Встреча официального рупора Кремля и министерств обороны и внутренних дел с группой правозащитников — это что то новенькое. В России принято не замечать критикующих власть и уж тем более не вступать с ними в какую либо полемику. Проще всего объявить всех правозащитников поголовно наймитами западных разведок и психопатами и тем самым закрыть вопрос.
Безусловно, в правозащитной среде хватает и агентов ЦРУ, БНД и Моссада, и тех, по кому плачет шприц с галоперидолом. Предостаточно и откровенных предателей, готовых за небольшие деньги выступить на любой стороне.
Но есть и нормальные люди.
Правда, их очень немного и они не являются «правозащитниками» в классическом и потому неверном понимании этого определения. Разумные люди, представляющие патриотические круги, как раз и стараются бороться за равное соблюдение прав любого гражданина.
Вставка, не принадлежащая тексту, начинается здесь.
//! Lifecycle of a single physical connection
//!
//! `ConnectionManager` knows nothing about sockets: protocol drivers feed it
//! decoded messages and the current time, and it keeps the registry of
//! exchanges, the negotiated protocol and the idle watchdog consistent.
use std::collections::BTreeMap;
use std::sync::Arc;
use std::time::{Duration, Instant};

use futures::task::AtomicTask;

use crate::buffer::StreamingMessageBuffer;
use crate::chunk::Chunk;
use crate::error::ErrorKind;
use crate::exchange::{Exchange, ExchangeStatus, StreamId};
use crate::message::RequestHead;
use crate::watchdog::{IdleTimeoutWatchdog, WatchdogState};


/// Which side of the connection we are
#[derive(Debug, Clone, Copy, PartialEq, Eq)]
pub enum Role {
    Client,
    Server,
}

/// Wire protocol of the connection
///
/// `Http2Upgrade` is a pending upgrade until `is_http2()` becomes true.
#[derive(Debug, Clone, Copy, PartialEq, Eq)]
pub enum Protocol {
    Http11,
    Http2Upgrade,
    Http2PriorKnowledge,
}

struct Entry {
    exchange: Exchange,
    outbound_done: bool,
}

/// Registry of exchanges of one connection with its idle watchdog
pub struct ConnectionManager {
    role: Role,
    protocol: Protocol,
    upgraded: bool,
    exchanges: BTreeMap<StreamId, Entry>,
    watchdog: IdleTimeoutWatchdog,
    next_stream_id: StreamId,
    last_peer_stream: StreamId,
    started: bool,
    closing: bool,
    closed: Option<ErrorKind>,
    listener: Arc<AtomicTask>,
}

impl ConnectionManager {
    /// Manager of a connection that's ready, the watchdog is armed at `now`
    pub fn new(role: Role, protocol: Protocol,
        idle_timeout: Option<Duration>, now: Instant)
        -> ConnectionManager
    {
        let mut watchdog = IdleTimeoutWatchdog::new(idle_timeout, now);
        watchdog.arm(now);
        ConnectionManager {
            role: role,
            protocol: protocol,
            upgraded: false,
            exchanges: BTreeMap::new(),
            watchdog: watchdog,
            next_stream_id: match (role, protocol) {
                (Role::Server, Protocol::Http2PriorKnowledge) => 2,
                _ => 1,
            },
            last_peer_stream: 0,
            started: false,
            closing: false,
            closed: None,
            listener: Arc::new(AtomicTask::new()),
        }
    }

    pub fn role(&self) -> Role {
        self.role
    }
    pub fn protocol(&self) -> Protocol {
        self.protocol
    }
    /// Frames are exchanged on the wire
    pub fn is_http2(&self) -> bool {
        match self.protocol {
            Protocol::Http2PriorKnowledge => true,
            Protocol::Http2Upgrade => self.upgraded,
            Protocol::Http11 => false,
        }
    }
    /// Upgrade is requested but not confirmed yet
    pub fn is_upgrade_pending(&self) -> bool {
        self.protocol == Protocol::Http2Upgrade && !self.upgraded
    }
    /// Task of the connection driver, notified by outbound buffers
    pub fn listener(&self) -> &Arc<AtomicTask> {
        &self.listener
    }
    pub fn watchdog(&self) -> &IdleTimeoutWatchdog {
        &self.watchdog
    }
    /// Highest stream opened by the peer, reported in GOAWAY
    pub fn last_peer_stream(&self) -> StreamId {
        self.last_peer_stream
    }

    /// Changes the negotiated protocol
    ///
    /// * prior knowledge is only possible before the first exchange;
    /// * `Http2Upgrade` completes the upgrade of a HTTP/1.1 connection
    ///   carrying at most the exchange that requested it;
    /// * `Http11` is the fallback when the server refused to upgrade.
    pub fn switch_protocol(&mut self, protocol: Protocol)
        -> Result<(), ErrorKind>
    {
        if self.is_http2() {
            return Err(ErrorKind::ProtocolViolation);
        }
        match protocol {
            Protocol::Http2PriorKnowledge => {
                if self.started {
                    return Err(ErrorKind::ProtocolViolation);
                }
                self.protocol = protocol;
                if self.role == Role::Server {
                    self.next_stream_id = 2;
                }
            }
            Protocol::Http2Upgrade => {
                if self.exchanges.len() > 1 {
                    return Err(ErrorKind::ProtocolViolation);
                }
                self.protocol = protocol;
                self.upgraded = true;
                if self.role == Role::Server {
                    self.next_stream_id = 2;
                }
            }
            Protocol::Http11 => {
                self.protocol = protocol;
            }
        }
        debug!("Connection switched to {:?}", self.protocol);
        Ok(())
    }

    /// Allocates an id for a stream initiated by this side
    ///
    /// Client streams and all HTTP/1.x exchanges get odd ids, so an
    /// upgraded request becomes stream 1. A server speaking HTTP/2 gets
    /// even ids.
    pub fn next_stream_id(&mut self) -> StreamId {
        let id = self.next_stream_id;
        self.next_stream_id += 2;
        id
    }

    /// Registers a new exchange
    ///
    /// HTTP/1.1 carries a single exchange at a time. HTTP/2 streams opened
    /// by a client have odd ids. A watchdog that fired or was disarmed is
    /// armed again.
    pub fn open_exchange(&mut self, id: StreamId, request: RequestHead,
        body: StreamingMessageBuffer, now: Instant)
        -> Result<Exchange, ErrorKind>
    {
        if let Some(cause) = self.closed {
            return Err(cause);
        }
        if self.closing {
            return Err(ErrorKind::ConnectionClosed);
        }
        if self.exchanges.contains_key(&id) {
            return Err(ErrorKind::ProtocolViolation);
        }
        if self.is_http2() {
            if id % 2 == 0 {
                return Err(ErrorKind::ProtocolViolation);
            }
        } else if !self.exchanges.is_empty() {
            return Err(ErrorKind::ProtocolViolation);
        }
        if self.watchdog.state() != WatchdogState::Armed {
            self.watchdog.arm(now);
        }
        if self.role == Role::Server && id > self.last_peer_stream {
            self.last_peer_stream = id;
        }
        self.started = true;
        let exchange = Exchange::new(id, self.role, request, body,
                                     self.listener.clone());
        self.exchanges.insert(id, Entry {
            exchange: exchange.clone(),
            outbound_done: false,
        });
        Ok(exchange)
    }

    pub fn exchange(&self, id: StreamId) -> Option<&Exchange> {
        self.exchanges.get(&id).map(|e| &e.exchange)
    }
    /// Live exchanges in stream id order
    pub fn exchanges<'a>(&'a self) -> impl Iterator<Item=&'a Exchange> + 'a {
        self.exchanges.values().map(|e| &e.exchange)
    }
    /// Ids of exchanges whose outbound side is still being written
    pub fn pending_outbound(&self) -> Vec<StreamId> {
        self.exchanges.iter()
            .filter(|&(_, e)| !e.outbound_done)
            .map(|(&id, _)| id)
            .collect()
    }
    pub fn len(&self) -> usize {
        self.exchanges.len()
    }
    pub fn is_empty(&self) -> bool {
        self.exchanges.is_empty()
    }
    pub fn open_count(&self) -> usize {
        self.exchanges.values()
            .filter(|e| e.exchange.status() == ExchangeStatus::Open)
            .count()
    }
    pub fn inbound_body(&self, id: StreamId)
        -> Option<&StreamingMessageBuffer>
    {
        self.exchange(id).map(|e| e.inbound_body())
    }
    pub fn outbound_body(&self, id: StreamId)
        -> Option<&StreamingMessageBuffer>
    {
        self.exchange(id).map(|e| e.outbound_body())
    }

    /// Routes a decoded body chunk to its exchange
    ///
    /// Chunks for a terminal exchange are dropped. Unknown streams and
    /// chunks after the last one are a protocol violation, even when the
    /// application has already drained the body.
    pub fn push_inbound(&mut self, id: StreamId, chunk: Chunk)
        -> Result<(), ErrorKind>
    {
        let exchange = match self.exchanges.get(&id) {
            Some(entry) => &entry.exchange,
            None => return Err(ErrorKind::ProtocolViolation),
        };
        if exchange.status().is_terminal() {
            return Ok(());
        }
        let body = exchange.inbound_body();
        // replay is for the application, the peer's pass is over
        if body.is_consumed_once() {
            exchange.fail(ErrorKind::ProtocolViolation);
            return Err(ErrorKind::ProtocolViolation);
        }
        match body.push(chunk) {
            Ok(()) => Ok(()),
            Err(ErrorKind::ProtocolViolation) => {
                exchange.fail(ErrorKind::ProtocolViolation);
                Err(ErrorKind::ProtocolViolation)
            }
            // the application cancelled the body, it's not interested
            Err(_) => Ok(()),
        }
    }

    /// The driver has written the whole outbound side of the exchange
    /// (or gave up writing it)
    pub fn finish_outbound(&mut self, id: StreamId) {
        if let Some(entry) = self.exchanges.get_mut(&id) {
            entry.outbound_done = true;
        }
    }

    /// Fails and forgets a single stream, others are not affected
    pub fn reset_stream(&mut self, id: StreamId, cause: ErrorKind) -> bool {
        match self.exchanges.remove(&id) {
            Some(entry) => {
                debug!("Stream {} reset: {}", id, cause);
                entry.exchange.fail(cause);
                true
            }
            None => false,
        }
    }

    /// Destroys finished exchanges and returns their ids
    ///
    /// An open exchange completes when both bodies have ended and its
    /// outbound side was written. A terminal one is dropped once nothing
    /// remains to write.
    pub fn reap(&mut self) -> Vec<StreamId> {
        let mut done = Vec::new();
        for (&id, entry) in &self.exchanges {
            let ex = &entry.exchange;
            match ex.status() {
                ExchangeStatus::Open => {
                    if entry.outbound_done
                        && ex.request_body().is_end_of_message()
                        && ex.response_body().is_end_of_message()
                    {
                        ex.complete();
                        done.push(id);
                    }
                }
                ExchangeStatus::Failed | ExchangeStatus::Completed => {
                    done.push(id);
                }
                ExchangeStatus::TimedOut => {
                    if entry.outbound_done || self.role == Role::Client {
                        done.push(id);
                    }
                }
            }
        }
        for id in &done {
            self.exchanges.remove(id);
        }
        done
    }

    pub fn record_activity(&mut self, now: Instant) {
        self.watchdog.record_activity(now);
    }
    pub fn idle_deadline(&self) -> Option<Instant> {
        self.watchdog.deadline()
    }

    /// Checks the watchdog and applies the timeout if it expired
    ///
    /// Every open exchange times out and the connection starts closing.
    /// Returns true if the watchdog fired.
    pub fn poll_idle(&mut self, now: Instant) -> bool {
        if !self.watchdog.poll_expired(now) {
            return false;
        }
        let mut timed_out = 0;
        for entry in self.exchanges.values() {
            if entry.exchange.time_out() {
                timed_out += 1;
            }
        }
        info!("Connection idle for {:?}, {} exchange(s) timed out",
              self.watchdog.timeout().unwrap_or(Duration::new(0, 0)),
              timed_out);
        self.closing = true;
        true
    }

    /// Stops accepting new exchanges, in-flight ones may finish
    pub fn begin_close(&mut self) {
        if !self.closing {
            debug!("Connection is closing");
            self.closing = true;
        }
    }
    pub fn is_closing(&self) -> bool {
        self.closing || self.closed.is_some()
    }
    pub fn is_closed(&self) -> bool {
        self.closed.is_some()
    }

    /// Tears the connection down
    ///
    /// Every open exchange fails with `cause`, the watchdog is disarmed and
    /// all exchanges are destroyed. Returns the number of failed exchanges.
    /// Calling it again is a no-op.
    pub fn close(&mut self, cause: ErrorKind) -> usize {
        if self.closed.is_some() {
            return 0;
        }
        self.closed = Some(cause);
        self.closing = true;
        self.watchdog.disarm();
        let mut failed = 0;
        for (_, entry) in ::std::mem::replace(&mut self.exchanges,
                                              BTreeMap::new())
        {
            if entry.exchange.fail(cause) {
                failed += 1;
            }
        }
        if failed > 0 {
            debug!("Connection closed ({}), {} exchange(s) failed",
                   cause, failed);
        }
        failed
    }
}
За что подвергаются обструкции со всех сторон — и со стороны власти, и со стороны коммунистической «оппозиции», и со стороны псевдодемократической «диссиды» во главе с Адамычем и Новодворской.
Крстржембскому даже не пришло в голову, что надо встретиться с патриотами правозащитниками. Он подумал именно о тех, кто просто так, ради дешевой популярности, или за деньги выступал всегда «против» любой власти.
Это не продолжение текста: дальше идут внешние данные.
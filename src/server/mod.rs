//! HTTP server side: handler interface, connection driver and connector
use std::fmt;
use std::net::SocketAddr;

use bytes::Bytes;

use crate::buffer::StreamingMessageBuffer;
use crate::chunk::Chunk;
use crate::enums::Status;
use crate::error::{Error, ErrorKind};
use crate::exchange::{Exchange, StreamId};
use crate::headers::Headers;
use crate::message::{Message, ResponseHead};

pub(crate) mod connector;
mod proto;

pub use self::connector::{ServerConnector, ServerConnectorFuture};
pub use self::proto::Proto;


/// Application callback invoked for every new exchange
///
/// Runs on the handler thread pool, so it may block reading the request
/// body. Implemented for closures.
pub trait Handler: Send + Sync + 'static {
    fn handle(&self, request: Request, responder: Responder);
}

impl<F> Handler for F
    where F: Fn(Request, Responder) + Send + Sync + 'static
{
    fn handle(&self, request: Request, responder: Responder) {
        (self)(request, responder)
    }
}

/// Request received by the server
pub struct Request {
    exchange: Exchange,
    peer_addr: SocketAddr,
}

/// Sends the response of a single exchange
pub struct Responder {
    exchange: Exchange,
}

/// Streams the response body after `Responder::start`
pub struct BodyWriter {
    body: StreamingMessageBuffer,
}

impl Request {
    pub(crate) fn new(exchange: Exchange, peer_addr: SocketAddr) -> Request {
        Request { exchange: exchange, peer_addr: peer_addr }
    }
    pub fn method(&self) -> &str {
        &self.exchange.request().method
    }
    pub fn path(&self) -> &str {
        &self.exchange.request().path
    }
    /// `Host` of HTTP/1.x or `:authority` of HTTP/2
    pub fn authority(&self) -> Option<&str> {
        self.exchange.request().authority.as_ref().map(|x| &x[..])
    }
    pub fn peer_addr(&self) -> SocketAddr {
        self.peer_addr
    }
    pub fn stream_id(&self) -> StreamId {
        self.exchange.id()
    }
}

impl Message for Request {
    fn headers(&self) -> &Headers {
        &self.exchange.request().headers
    }
    fn body(&self) -> &StreamingMessageBuffer {
        self.exchange.request_body()
    }
}

impl fmt::Debug for Request {
    fn fmt(&self, f: &mut fmt::Formatter) -> fmt::Result {
        f.debug_struct("Request")
            .field("method", &self.method())
            .field("path", &self.path())
            .field("peer_addr", &self.peer_addr)
            .finish()
    }
}

fn response_error(kind: ErrorKind) -> Error {
    match kind {
        ErrorKind::ProtocolViolation => Error::ResponseStarted,
        kind => Error::Exchange(kind),
    }
}

impl Responder {
    pub(crate) fn new(exchange: Exchange) -> Responder {
        Responder { exchange: exchange }
    }
    /// Sends the response head, the body is written with `BodyWriter`
    ///
    /// Without `Content-Length` in `headers` HTTP/1.1 responses are
    /// chunked. Fails with the terminal error once the exchange timed out
    /// or was closed.
    pub fn start(&self, status: Status, headers: Headers)
        -> Result<BodyWriter, Error>
    {
        let mut head = ResponseHead::new(status);
        head.headers = headers;
        self.exchange.begin_response(head).map_err(response_error)?;
        Ok(BodyWriter { body: self.exchange.response_body().clone() })
    }
    /// Sends a response with a complete body
    pub fn respond<B: Into<Bytes>>(&self, status: Status,
        mut headers: Headers, body: B)
        -> Result<(), Error>
    {
        let body = body.into();
        if status.has_body() {
            headers.set("Content-Length", body.len().to_string());
        }
        self.start(status, headers)?.last(body)
    }
    /// Request this responder answers
    pub fn stream_id(&self) -> StreamId {
        self.exchange.id()
    }
}

impl BodyWriter {
    pub fn write<B: Into<Bytes>>(&self, data: B) -> Result<(), Error> {
        self.body.push(Chunk::new(data))?;
        Ok(())
    }
    /// Writes the final piece of the body
    pub fn last<B: Into<Bytes>>(self, data: B) -> Result<(), Error> {
        self.body.push(Chunk::last(data))?;
        Ok(())
    }
    pub fn finish(self) -> Result<(), Error> {
        self.body.finish()?;
        Ok(())
    }
    /// Aborts the response, HTTP/2 streams are reset, HTTP/1.x connections
    /// are closed
    pub fn cancel(self) {
        self.body.cancel(ErrorKind::Interrupted);
    }
}

#[cfg(test)]
mod test {
    use std::sync::Arc;
    use std::thread;
    use std::time::Duration;

    use futures::task::AtomicTask;

    use crate::buffer::{Pull, StreamingMessageBuffer};
    use crate::chunk::Chunk;
    use crate::connection::Role;
    use crate::enums::Status;
    use crate::error::{Error, ErrorKind};
    use crate::exchange::Exchange;
    use crate::headers::Headers;
    use crate::message::RequestHead;
    use super::Responder;

    fn responder() -> (Exchange, Responder) {
        let ex = Exchange::new(1, Role::Server, RequestHead::new("GET", "/"),
            StreamingMessageBuffer::new(), Arc::new(AtomicTask::new()));
        (ex.clone(), Responder::new(ex))
    }

    #[test]
    fn cancel_interrupts_blocked_consumer() {
        let (ex, resp) = responder();
        let writer = resp.start(Status::Ok, Headers::new()).unwrap();
        writer.write("partial").unwrap();
        let body = ex.response_body().clone();
        assert_eq!(body.pull(), Pull::Chunk(Chunk::new("partial")));
        let thread = thread::spawn(move || body.pull());
        thread::sleep(Duration::from_millis(20));
        writer.cancel();
        assert_eq!(thread.join().unwrap(),
                   Pull::Cancelled(ErrorKind::Interrupted));
        assert_eq!(ex.response_body().push(Chunk::new("late")),
                   Err(ErrorKind::Interrupted));
    }

    #[test]
    fn respond_sets_length() {
        let (ex, resp) = responder();
        resp.respond(Status::Ok, Headers::new(), "hello").unwrap();
        let head = ex.response_head().unwrap();
        assert_eq!(head.headers.get("content-length"), Some("5"));
        assert_eq!(ex.response_body().pull(), Pull::Chunk(Chunk::last("hello")));
    }

    #[test]
    fn second_response_is_rejected() {
        let (_ex, resp) = responder();
        resp.start(Status::Ok, Headers::new()).unwrap();
        match resp.start(Status::Ok, Headers::new()) {
            Err(Error::ResponseStarted) => {}
            other => panic!("unexpected {:?}", other.map(|_| ())),
        }
    }

    #[test]
    fn respond_after_timeout() {
        let (ex, resp) = responder();
        assert!(ex.time_out());
        match resp.respond(Status::Ok, Headers::new(), "late") {
            Err(Error::Exchange(ErrorKind::IdleTimeout)) => {}
            other => panic!("unexpected {:?}", other),
        }
    }
}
А Штази, имевший в виду как раз патриотов, забыл расшифровать свое распоряжение, в результате чего оно было исполнено в обычной манере кремлевского бюрократа — наперекосяк и с противоположным нужному результатом.
— Дальше, — попросил Секретарь Совбеза.
— Вот схема на сегодняшний день, — Крстржембский не знал, о чем еще говорить, и подал своему визави ярко раскрашенный лист.
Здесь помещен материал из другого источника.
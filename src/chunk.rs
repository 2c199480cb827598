use bytes::Bytes;
use futures::Poll;

use crate::error::ErrorKind;


/// A piece of a message body
///
/// Exactly one chunk of a body carries the `last` flag, nothing follows it.
/// The last chunk may be empty.
#[derive(Debug, Clone, PartialEq, Eq)]
pub struct Chunk {
    data: Bytes,
    last: bool,
}

impl Chunk {
    /// A chunk in the middle of a body
    pub fn new<B: Into<Bytes>>(data: B) -> Chunk {
        Chunk { data: data.into(), last: false }
    }
    /// The final chunk of a body
    pub fn last<B: Into<Bytes>>(data: B) -> Chunk {
        Chunk { data: data.into(), last: true }
    }
    /// An empty final chunk
    pub fn end() -> Chunk {
        Chunk { data: Bytes::new(), last: true }
    }
    pub fn is_last(&self) -> bool {
        self.last
    }
    pub fn data(&self) -> &[u8] {
        &self.data[..]
    }
    pub fn bytes(&self) -> &Bytes {
        &self.data
    }
    pub fn into_bytes(self) -> Bytes {
        self.data
    }
    pub fn len(&self) -> usize {
        self.data.len()
    }
    pub fn is_empty(&self) -> bool {
        self.data.is_empty()
    }
}

/// Non-blocking source of body chunks
///
/// This is how a connection driver drains outbound bodies: it never blocks
/// the reactor thread and gets notified when more data arrives.
pub trait ChunkSource {
    /// Returns `Ready(Some(chunk))` for data, `Ready(None)` after the last
    /// chunk was taken, `NotReady` when nothing is queued yet and the
    /// cancellation cause as an error.
    fn poll_chunk(&mut self) -> Poll<Option<Chunk>, ErrorKind>;
}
— Ясно, — Штази повертел график в руках. — Тогда вы свободны. Займитесь подготовками пресс релизов.
Начальник пресс службы объединенной группировки с облегчением покинул кабинет и возле приемной столкнулся с генералом Чаплиным. Тот, по своей старой привычке, изображал на лице глубокую озабоченность, должную показать окружающим всю серьезность и секретность исполняемой Василием Васисуальевичем работы.
Некоторые на это покупались, но те, кто знал Чаплина по службе, тихо посмеивались.
Генерал полковник всю свою жизнь посвятил борьбе с инакомыслием. Во времена социализма он ловил распространителей ротапринтных изданий Солженицына и Бродского и коллекционеров порножурналов. Первых он сажал десятками, со вторыми обращался более мягко, ограничиваясь порицанием и конфискацией в свою пользу иностранных изданий категории XXX.
В следственном отделе Пятого Управления он заслужил славу старательного, но сильно тупого сотрудника. Даже подследственные иногда были вынуждены делать собственноручные приписки к протоколам допросов следующего содержания:
«Вынужден отметить, что, вопреки мнению следователя Чаплина, Вена не является столицей Швейцарии» или «Прошу обратить внимание, что роман Солженицына „Архипелаг ГУЛаг“ никоим образом не может считаться „образцом сионистской пропаганды“, как записано в обвинительном заключении следователя Чаплина».
— Сережа! — неискренне обрадовался Виктор Васисуальевич и кивнул на дверь кабинета Секретаря Совета Безопасности. — У себя?
— Угу, — Крстржембский пожал влажную руку генерала. — Но у него сейчас директор СВР.
— Тогда я подожду. Как у него настроение?
— Нормальное.
— Слушай, Сережа, — Чаплин понизил голос почти до шепота, — ты не в курсе, какие перспективы в деле Стульчака?
— Откуда? — удивился начальник пресс службы. — Я ж к прокуратуре и МВД касательства не имею. Я даже сути дела на сегодняшний день не знаю... А почему ты спрашиваешь?
— Ну у... — замялся генерал. — Они же вместе работали. Вот я и подумал, что теперь Стульчак сможет вернуться.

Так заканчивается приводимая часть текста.